Support for International Patients
Endovascular and surgical limb salvage for critical limb ischaemia in India costs a fraction of comparable care in the United Kingdom, the United States, or the United Arab Emirates without compromising on equipment, expertise, or wound care protocols. Cancer Rounds arranges medical visa invitation letters, accommodation near the vascular centre, multilingual support in eleven plus languages, and continuity of wound care after return home. We have supported diabetic patients from Nigeria, Kenya, Bangladesh, Iraq, Ethiopia, and Oman through aggressive limb salvage in India.
Frequently Asked Questions
Can a limb be saved if angiogram shows poor distal vessels?
Pedal angiography often shows targets that initial computed tomography angiography misses. Pedal loop reconstruction by experienced operators saves many limbs once thought non-reconstructable.
Is amputation always the last option?
Major amputation is offered only after revascularisation fails and tissue loss is extensive, or when severe sepsis demands it. Minor amputation of a non-viable toe with limb preservation is different and often part of limb salvage.
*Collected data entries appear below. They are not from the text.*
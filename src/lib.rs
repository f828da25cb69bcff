//! # chroma_scan
//!
//! A Rust crate for analyzing the colors of RGBA pixel buffers.
//!
//! This library provides:
//! - Color space conversions (RGB, HSL, HSV, hex) with integer-rounded
//!   display components
//! - Dominant color extraction via quantized histograms with a
//!   perceptual distinctness filter
//! - Zone grid and rectangle sampling with shadow-aware dominant colors
//! - Palette generation for the classic harmony schemes
//! - WCAG contrast ratios and conformance levels
//! - Temperature, psychology, and mood heuristics
//!
//! ## Example
//!
//! ```rust
//! use chroma_scan::{analyze, AnalyzerConfig, PixelBuffer};
//!
//! let data = [255u8, 0, 0, 255].repeat(4);
//! let buffer = PixelBuffer::new(2, 2, &data)?;
//! let report = analyze(&buffer, &AnalyzerConfig::default());
//! println!("{} dominant colors", report.colors.len());
//! # Ok::<(), chroma_scan::AnalysisError>(())
//! ```

use serde::{Deserialize, Serialize};
use tracing::debug;

pub mod buffer;
pub mod color;
pub mod config;
pub mod constants;
pub mod contrast;
pub mod error;
pub mod extraction;
pub mod mood;
pub mod schemes;

pub use buffer::{PixelBuffer, Rect, Rgba};
pub use color::{ColorSample, Hsl, Hsv, Rgb};
pub use config::{AnalyzerConfig, ExtractionConfig, ZoneConfig};
pub use contrast::{ContrastRating, WcagLevel};
pub use error::{AnalysisError, Result};
pub use extraction::{DistinctColorEntry, DominantColorExtractor, Zone, ZoneSampler};
pub use mood::{PsychologyMode, TemperatureSummary};
pub use schemes::{Palette, Scheme};

/// Combined analysis of one pixel buffer
#[derive(Debug, Clone, PartialEq, Serialize, Deserialize)]
pub struct AnalysisReport {
    /// Dominant colors, most frequent first
    pub colors: Vec<DistinctColorEntry>,
    /// Zone grid samples in row-major order
    pub zones: Vec<Zone>,
    /// Temperature over the dominant colors; `None` when no color
    /// survives extraction
    pub temperature: Option<TemperatureSummary>,
}

/// Run the full analysis pipeline over a buffer.
///
/// Extracts dominant colors, samples the zone grid, and summarizes
/// temperature over the extracted colors. Individual stages degrade to
/// empty results on fully transparent or tiny buffers rather than
/// failing.
pub fn analyze(buffer: &PixelBuffer<'_>, config: &AnalyzerConfig) -> AnalysisReport {
    let colors = DominantColorExtractor::from_config(&config.extraction).extract(buffer);
    let zones = ZoneSampler::from_config(&config.zones).sample_zones(buffer);

    let samples: Vec<ColorSample> = colors.iter().map(|c| c.sample.clone()).collect();
    let temperature = mood::summarize_temperature(&samples);

    debug!(
        colors = colors.len(),
        zones = zones.len(),
        "analysis complete"
    );

    AnalysisReport {
        colors,
        zones,
        temperature,
    }
}

#[cfg(test)]
mod tests {
    use super::*;

    #[test]
    fn test_analyze_solid_buffer() {
        let data: Vec<u8> = std::iter::repeat([200u8, 40, 40, 255])
            .take(36)
            .flatten()
            .collect();
        let buffer = PixelBuffer::new(6, 6, &data).unwrap();

        let report = analyze(&buffer, &AnalyzerConfig::default());
        assert_eq!(report.colors.len(), 1);
        assert_eq!(report.zones.len(), 6);
        let temp = report.temperature.unwrap();
        assert!(temp.average > 0.0);
    }

    #[test]
    fn test_analyze_transparent_buffer() {
        let data = vec![0u8; 6 * 6 * 4];
        let buffer = PixelBuffer::new(6, 6, &data).unwrap();

        let report = analyze(&buffer, &AnalyzerConfig::default());
        assert!(report.colors.is_empty());
        assert!(report.zones.is_empty());
        assert!(report.temperature.is_none());
    }

    #[test]
    fn test_report_serialization() {
        let data: Vec<u8> = std::iter::repeat([10u8, 120, 230, 255])
            .take(36)
            .flatten()
            .collect();
        let buffer = PixelBuffer::new(6, 6, &data).unwrap();

        let report = analyze(&buffer, &AnalyzerConfig::default());
        let json = serde_json::to_string(&report).unwrap();
        let deserialized: AnalysisReport = serde_json::from_str(&json).unwrap();

        assert_eq!(report, deserialized);
    }
}
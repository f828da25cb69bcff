//! Configuration structures for the chroma_scan analysis pipeline.
//!
//! All tunable parameters for extraction and zone sampling, organized
//! into sections. Every section has sensible defaults, so callers can
//! start from `AnalyzerConfig::default()` and override selectively.
//!
//! # Configuration Loading
//!
//! Configuration can be loaded from JSON files or constructed
//! programmatically:
//!
//! ```no_run
//! use chroma_scan::AnalyzerConfig;
//! use std::path::Path;
//!
//! // Load from file
//! let config = AnalyzerConfig::from_json_file(Path::new("config.json"))?;
//!
//! // Or use defaults
//! let config = AnalyzerConfig::default();
//! # Ok::<(), Box<dyn std::error::Error>>(())
//! ```

use serde::{Deserialize, Serialize};

use crate::constants::{extraction, zones};

/// Complete analyzer configuration.
///
/// Can be serialized to/from JSON for reproducible runs.
#[derive(Debug, Clone, Default, Serialize, Deserialize)]
pub struct AnalyzerConfig {
    /// Dominant color extraction parameters
    #[serde(default)]
    pub extraction: ExtractionConfig,

    /// Zone sampling grid parameters
    #[serde(default)]
    pub zones: ZoneConfig,
}

/// Dominant color extraction parameters.
///
/// Controls the quantization resolution, the distinctness filter, and
/// how many colors the extractor reports.
#[derive(Debug, Clone, Serialize, Deserialize)]
pub struct ExtractionConfig {
    /// Quantization step per channel; larger merges more shades
    pub quant_step: u8,

    /// Maximum number of distinct colors to report
    pub max_colors: usize,

    /// Minimum weighted distance between reported colors
    pub min_difference: f64,

    /// Pixels with alpha below this are ignored
    pub alpha_threshold: u8,
}

impl Default for ExtractionConfig {
    fn default() -> Self {
        Self {
            quant_step: extraction::DEFAULT_QUANT_STEP,
            max_colors: extraction::DEFAULT_MAX_COLORS,
            min_difference: extraction::DEFAULT_MIN_DIFFERENCE,
            alpha_threshold: extraction::DEFAULT_ALPHA_THRESHOLD,
        }
    }
}

/// Zone sampling grid parameters.
#[derive(Debug, Clone, Serialize, Deserialize)]
pub struct ZoneConfig {
    /// Grid columns
    pub cols: u32,

    /// Grid rows
    pub rows: u32,
}

impl Default for ZoneConfig {
    fn default() -> Self {
        Self {
            cols: zones::DEFAULT_COLS,
            rows: zones::DEFAULT_ROWS,
        }
    }
}

impl AnalyzerConfig {
    /// Load configuration from JSON file
    pub fn from_json_file(path: &std::path::Path) -> Result<Self, Box<dyn std::error::Error>> {
        let content = std::fs::read_to_string(path)?;
        let config: Self = serde_json::from_str(&content)?;
        Ok(config)
    }

    /// Save configuration to JSON file
    pub fn to_json_file(&self, path: &std::path::Path) -> Result<(), Box<dyn std::error::Error>> {
        let json = serde_json::to_string_pretty(self)?;
        std::fs::write(path, json)?;
        Ok(())
    }
}

#[cfg(test)]
mod tests {
    use super::*;

    #[test]
    fn test_defaults_match_constants() {
        let config = AnalyzerConfig::default();
        assert_eq!(config.extraction.quant_step, 20);
        assert_eq!(config.extraction.max_colors, 15);
        assert_eq!(config.extraction.min_difference, 25.0);
        assert_eq!(config.extraction.alpha_threshold, 128);
        assert_eq!(config.zones.cols, 3);
        assert_eq!(config.zones.rows, 2);
    }

    #[test]
    fn test_json_round_trip() {
        let config = AnalyzerConfig::default();
        let json = serde_json::to_string(&config).unwrap();
        let parsed: AnalyzerConfig = serde_json::from_str(&json).unwrap();
        assert_eq!(parsed.extraction.quant_step, config.extraction.quant_step);
        assert_eq!(parsed.zones.cols, config.zones.cols);
    }

    #[test]
    fn test_partial_json_uses_section_defaults() {
        let parsed: AnalyzerConfig = serde_json::from_str(r#"{}"#).unwrap();
        assert_eq!(parsed.extraction.max_colors, 15);
        assert_eq!(parsed.zones.rows, 2);
    }
}
//! Quantized-histogram dominant color extraction
//!
//! Two-stage pass over the whole buffer:
//! 1. Count quantized colors, skipping pixels under the alpha threshold.
//! 2. Sort buckets by frequency and greedily keep only colors whose
//!    perceptual distance to every already-kept color clears the
//!    distinctness threshold.
//!
//! Equal-count buckets keep first-seen scan order: the histogram stores
//! buckets in insertion order and the frequency sort is stable, so the
//! result is deterministic for a given buffer.

use std::collections::HashMap;

use serde::{Deserialize, Serialize};
use tracing::debug;

use crate::buffer::PixelBuffer;
use crate::color::{color_difference, ColorSample, Rgb};
use crate::config::ExtractionConfig;
use crate::constants::extraction::{
    DEFAULT_ALPHA_THRESHOLD, DEFAULT_MAX_COLORS, DEFAULT_MIN_DIFFERENCE, DEFAULT_QUANT_STEP,
};

/// One extracted color with its pixel tally and share of valid pixels
#[derive(Debug, Clone, PartialEq, Serialize, Deserialize)]
pub struct DistinctColorEntry {
    pub sample: ColorSample,
    /// Number of valid pixels that quantized to this color
    pub count: u64,
    /// Share of valid pixels, rounded to two decimals
    pub percentage: f64,
}

/// Whole-image dominant color extractor
#[derive(Debug, Clone)]
pub struct DominantColorExtractor {
    quant_step: u8,
    max_colors: usize,
    min_difference: f64,
    alpha_threshold: u8,
}

impl Default for DominantColorExtractor {
    fn default() -> Self {
        Self::new()
    }
}

impl DominantColorExtractor {
    /// Create an extractor with the default parameters
    pub fn new() -> Self {
        Self {
            quant_step: DEFAULT_QUANT_STEP,
            max_colors: DEFAULT_MAX_COLORS,
            min_difference: DEFAULT_MIN_DIFFERENCE,
            alpha_threshold: DEFAULT_ALPHA_THRESHOLD,
        }
    }

    /// Create an extractor with custom parameters.
    ///
    /// The quantization step must stay positive; zero is lifted to one.
    /// A negative `min_difference` is lifted to zero.
    pub fn with_params(
        quant_step: u8,
        max_colors: usize,
        min_difference: f64,
        alpha_threshold: u8,
    ) -> Self {
        Self {
            quant_step: quant_step.max(1),
            max_colors,
            min_difference: min_difference.max(0.0),
            alpha_threshold,
        }
    }

    /// Create an extractor from a configuration section
    pub fn from_config(config: &ExtractionConfig) -> Self {
        Self::with_params(
            config.quant_step,
            config.max_colors,
            config.min_difference,
            config.alpha_threshold,
        )
    }

    /// Extract up to `max_colors` perceptually distinct dominant colors.
    ///
    /// Returns an ordered list, most frequent first. Every pair of
    /// returned entries is at least `min_difference` apart under the
    /// weighted distance metric. A buffer with no pixel above the alpha
    /// threshold yields an empty list.
    pub fn extract(&self, buffer: &PixelBuffer<'_>) -> Vec<DistinctColorEntry> {
        let mut bucket_index: HashMap<Rgb, usize> = HashMap::new();
        let mut buckets: Vec<(Rgb, u64)> = Vec::new();
        let mut valid_pixels: u64 = 0;

        for px in buffer.pixels() {
            if px.a < self.alpha_threshold {
                continue;
            }
            valid_pixels += 1;

            let quantized = quantize(Rgb::new(px.r, px.g, px.b), self.quant_step);
            match bucket_index.get(&quantized) {
                Some(&i) => buckets[i].1 += 1,
                None => {
                    bucket_index.insert(quantized, buckets.len());
                    buckets.push((quantized, 1));
                }
            }
        }

        if valid_pixels == 0 {
            return Vec::new();
        }

        // Stable sort: equal counts keep first-seen order
        buckets.sort_by(|a, b| b.1.cmp(&a.1));

        let candidates: Vec<DistinctColorEntry> = buckets
            .into_iter()
            .map(|(rgb, count)| DistinctColorEntry {
                sample: ColorSample::from_rgb(rgb),
                count,
                percentage: round2(count as f64 / valid_pixels as f64 * 100.0),
            })
            .collect();

        let distinct = self.filter_distinct(candidates);
        debug!(
            valid_pixels,
            distinct = distinct.len(),
            "extracted dominant colors"
        );
        distinct
    }

    /// Greedy distinctness filter over frequency-sorted candidates.
    ///
    /// O(candidates * max_colors) pairwise checks; `max_colors` is a
    /// small constant, so no spatial index is warranted.
    fn filter_distinct(&self, candidates: Vec<DistinctColorEntry>) -> Vec<DistinctColorEntry> {
        let mut distinct: Vec<DistinctColorEntry> = Vec::new();

        for candidate in candidates {
            if distinct.len() >= self.max_colors {
                break;
            }
            let is_distinct = distinct.iter().all(|kept| {
                color_difference(candidate.sample.rgb, kept.sample.rgb) >= self.min_difference
            });
            if distinct.is_empty() || is_distinct {
                distinct.push(candidate);
            }
        }

        distinct
    }
}

/// Snap each channel to the nearest multiple of `step`, clamped to 255
pub(crate) fn quantize(rgb: Rgb, step: u8) -> Rgb {
    let snap = |c: u8| {
        let step = step as f64;
        ((c as f64 / step).round() * step).min(255.0) as u8
    };
    Rgb::new(snap(rgb.r), snap(rgb.g), snap(rgb.b))
}

fn round2(value: f64) -> f64 {
    (value * 100.0).round() / 100.0
}

/// Orderings used to present an extracted color set as a gradient
#[derive(Debug, Clone, Copy, PartialEq, Eq, Serialize, Deserialize)]
#[serde(rename_all = "snake_case")]
pub enum GradientOrdering {
    /// Brightest first (HSV value, descending)
    Value,
    /// Most saturated first (HSL saturation, descending)
    Saturation,
    /// Around the color wheel (hue, ascending)
    Hue,
    /// Most frequent first (pixel count, descending)
    Frequency,
}

/// Reorder an extracted color set for gradient display.
///
/// Pure reorder: the input is untouched and ties keep their relative
/// order from it.
pub fn sort_colors(
    entries: &[DistinctColorEntry],
    ordering: GradientOrdering,
) -> Vec<DistinctColorEntry> {
    let mut sorted = entries.to_vec();
    match ordering {
        GradientOrdering::Value => sorted.sort_by(|a, b| b.sample.hsv.v.cmp(&a.sample.hsv.v)),
        GradientOrdering::Saturation => {
            sorted.sort_by(|a, b| b.sample.hsl.s.cmp(&a.sample.hsl.s))
        }
        GradientOrdering::Hue => sorted.sort_by(|a, b| a.sample.hsl.h.cmp(&b.sample.hsl.h)),
        GradientOrdering::Frequency => sorted.sort_by(|a, b| b.count.cmp(&a.count)),
    }
    sorted
}
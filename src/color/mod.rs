//! Color representations, conversions, and distance metrics

pub mod difference;
pub mod space;

pub use difference::{color_difference, luma};
pub use space::{
    hex_to_rgb, hsl_to_hex, hsl_to_rgb, rgb_to_hex, rgb_to_hsl, rgb_to_hsv, ColorSample, Hsl, Hsv,
    Rgb,
};
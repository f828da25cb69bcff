//! Error types for the chroma_scan library

use thiserror::Error;

/// Result type alias for chroma_scan operations
pub type Result<T> = std::result::Result<T, AnalysisError>;

/// Error types for color analysis operations.
///
/// The engine deliberately keeps this enum small: unusable *content*
/// (fully transparent buffers, too-small regions, empty selections) yields
/// empty collections or `None` rather than an error. Only contract
/// breaches surface here.
#[derive(Error, Debug, Clone, PartialEq, Eq)]
pub enum AnalysisError {
    /// Pixel data length does not match the declared dimensions
    #[error("invalid pixel buffer: {width}x{height} requires {expected} bytes, got {actual}")]
    InvalidBuffer {
        width: u32,
        height: u32,
        expected: usize,
        actual: usize,
    },

    /// Hex color string could not be parsed
    #[error("invalid color format: {0:?} is not a #rrggbb color")]
    InvalidColorFormat(String),
}

impl AnalysisError {
    /// Get a user-friendly error description for application display
    pub fn user_message(&self) -> String {
        match self {
            AnalysisError::InvalidBuffer { width, height, .. } => {
                format!(
                    "The image data does not match its declared {}x{} size.",
                    width, height
                )
            }
            AnalysisError::InvalidColorFormat(_) => {
                "That is not a valid hex color. Use the #rrggbb form.".to_string()
            }
        }
    }
}
//! Command-line interface for chroma_scan
//!
//! Decodes an image with the `image` crate, runs the full analysis, and
//! prints the report as JSON.

use std::{env, path::Path, path::PathBuf, process};

use chroma_scan::{analyze, AnalysisReport, AnalyzerConfig, PixelBuffer};

fn main() {
    let args: Vec<String> = env::args().collect();

    let mut config_path: Option<PathBuf> = None;
    let mut image_path_arg: Option<String> = None;

    // Parse arguments
    let mut i = 1;
    while i < args.len() {
        match args[i].as_str() {
            "--config" => {
                if i + 1 >= args.len() {
                    eprintln!("Error: --config requires a file path");
                    process::exit(1);
                }
                config_path = Some(PathBuf::from(&args[i + 1]));
                i += 1;
            }
            "--help" | "-h" => {
                print_help(&args[0]);
                process::exit(0);
            }
            arg if !arg.starts_with("--") => {
                if image_path_arg.is_none() {
                    image_path_arg = Some(arg.to_string());
                } else {
                    eprintln!("Error: Multiple image paths provided");
                    process::exit(1);
                }
            }
            _ => {
                eprintln!("Unknown option: {}", args[i]);
                eprintln!("Use --help for usage information");
                process::exit(1);
            }
        }
        i += 1;
    }

    let image_path_str = match image_path_arg {
        Some(path) => path,
        None => {
            print_help(&args[0]);
            process::exit(1);
        }
    };

    let image_path = Path::new(&image_path_str);
    if !image_path.exists() {
        eprintln!("Error: File '{}' does not exist", image_path.display());
        process::exit(1);
    }

    let config = match config_path {
        Some(path) => match AnalyzerConfig::from_json_file(&path) {
            Ok(config) => config,
            Err(error) => {
                eprintln!("Error: Failed to load config '{}': {}", path.display(), error);
                process::exit(1);
            }
        },
        None => AnalyzerConfig::default(),
    };

    let decoded = match image::open(image_path) {
        Ok(img) => img.to_rgba8(),
        Err(error) => {
            eprintln!("Error: Failed to decode image: {}", error);
            process::exit(1);
        }
    };

    let (width, height) = decoded.dimensions();
    let buffer = match PixelBuffer::new(width, height, decoded.as_raw()) {
        Ok(buffer) => buffer,
        Err(error) => {
            eprintln!("Analysis failed: {}", error);
            eprintln!("Suggestion: {}", error.user_message());
            process::exit(1);
        }
    };

    let report = analyze(&buffer, &config);
    print_report(&report);
}

fn print_help(program_name: &str) {
    eprintln!("Usage: {} [OPTIONS] <image_path>", program_name);
    eprintln!();
    eprintln!("Analyze the dominant colors, zones, and temperature of an image.");
    eprintln!();
    eprintln!("Options:");
    eprintln!("  --config FILE    Load analyzer configuration from a JSON file");
    eprintln!("  --help, -h       Show this help message");
    eprintln!();
    eprintln!("Examples:");
    eprintln!("  {} photo.jpg", program_name);
    eprintln!("  {} --config analyzer.json photo.png", program_name);
}

fn print_report(report: &AnalysisReport) {
    // JSON to stdout for programmatic use
    match serde_json::to_string_pretty(report) {
        Ok(json) => println!("{}", json),
        Err(e) => {
            eprintln!("Error serializing report: {}", e);
            process::exit(1);
        }
    }

    // Summary to stderr for human reading
    eprintln!();
    eprintln!("Color Analysis Summary:");
    for entry in &report.colors {
        eprintln!(
            "  {}  {:>6.2}%  ({} px)",
            entry.sample.hex, entry.percentage, entry.count
        );
    }
    if let Some(temp) = &report.temperature {
        eprintln!(
            "  Temperature: {} ({:.1})",
            temp.category.label(),
            temp.average
        );
    }
}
Does diabetes make the outcome worse?
Diabetes adds neuropathy, infection risk, and small vessel disease. Outcomes are slightly worse than in non-diabetic critical limb ischaemia but limb salvage above seventy percent is still achievable with proper care.
How long does the wound take to heal?
Wound healing after successful revascularisation usually takes six to twelve weeks, longer if infection or osteomyelitis is present. Offloading and dressings are continued throughout.
Will I need repeat procedures?
Repeat endovascular intervention is needed in twenty to forty percent within two years, particularly in tibial and pedal vessels. Repeat procedures are usually straightforward when patients are in regular follow-up.
What happens after amputation?
Early rehabilitation, well-fitted prostheses, and ongoing care of the other limb are essential. Many patients walk again with proper prosthetic fitting and structured rehabilitation.